▸ **Work request**
Starting at the line that contains "intent; entries are", return every line through the end of the entries below, exactly and with nothing else.
++++++++++++++++++++
// Copyright (c) 2025 Erick Bourgeois, firestoned
// SPDX-License-Identifier: MIT

//! Shared context for the intent controller.
//!
//! Every reconciliation receives an `Arc<Context>` carrying the Kubernetes
//! client, handles to the three external services, and the per-intent lock
//! map that enforces the single-writer-per-intent rule: two workers never
//! reconcile the same intent at once, while different intents reconcile
//! freely in parallel.

use crate::deployment::DeploymentService;
use crate::inventory::InventoryService;
use crate::porch::PackageRevisionService;
use kube::Client;
use std::collections::HashMap;
use std::sync::{Arc, Mutex};

/// Shared context passed to the reconciler.
#[derive(Clone)]
pub struct Context {
    /// Kubernetes client for intent and status operations.
    pub client: Client,

    /// Site inventory service.
    pub inventory: Arc<dyn InventoryService>,

    /// Package-revision service.
    pub porch: Arc<dyn PackageRevisionService>,

    /// Deployment-management service.
    pub deployments: Arc<dyn DeploymentService>,

    /// Management repository for slice-orchestration packages.
    pub management_repository: String,

    /// Per-intent mutexes keyed by `namespace/name`.
    locks: Arc<Mutex<HashMap<String, Arc<tokio::sync::Mutex<()>>>>>,
}

impl Context {
    /// Build a context around a client and the three service handles.
    #[must_use]
    pub fn new(
        client: Client,
        inventory: Arc<dyn InventoryService>,
        porch: Arc<dyn PackageRevisionService>,
        deployments: Arc<dyn DeploymentService>,
        management_repository: String,
    ) -> Self {
        Self {
            client,
            inventory,
            porch,
            deployments,
            management_repository,
            locks: Arc::new(Mutex::new(HashMap::new())),
        }
    }

    /// The mutex serializing reconciliations of one intent.
    ///
    /// The map only ever grows by one entry per distinct intent; entries are
    /// tiny and the set of intents is operator-bounded, so no eviction.
    #[must_use]
    pub fn intent_lock(&self, namespace: &str, name: &str) -> Arc<tokio::sync::Mutex<()>> {
        let key = format!("{namespace}/{name}");
        let mut locks = self.locks.lock().unwrap_or_else(std::sync::PoisonError::into_inner);
        locks.entry(key).or_default().clone()
    }
}

#[cfg(test)]
#[path = "context_tests.rs"]
mod context_tests;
++++++++++++++++++++
▸ **Response box**
    /// The map only ever grows by one entry per distinct intent; entries are
    /// tiny and the set of intents is operator-bounded, so no eviction.
    #[must_use]
    pub fn intent_lock(&self, namespace: &str, name: &str) -> Arc<tokio::sync::Mutex<()>> {
        let key = format!("{namespace}/{name}");
        let mut locks = self.locks.lock().unwrap_or_else(std::sync::PoisonError::into_inner);
        locks.entry(key).or_default().clone()
    }
}

#[cfg(test)]
#[path = "context_tests.rs"]
mod context_tests;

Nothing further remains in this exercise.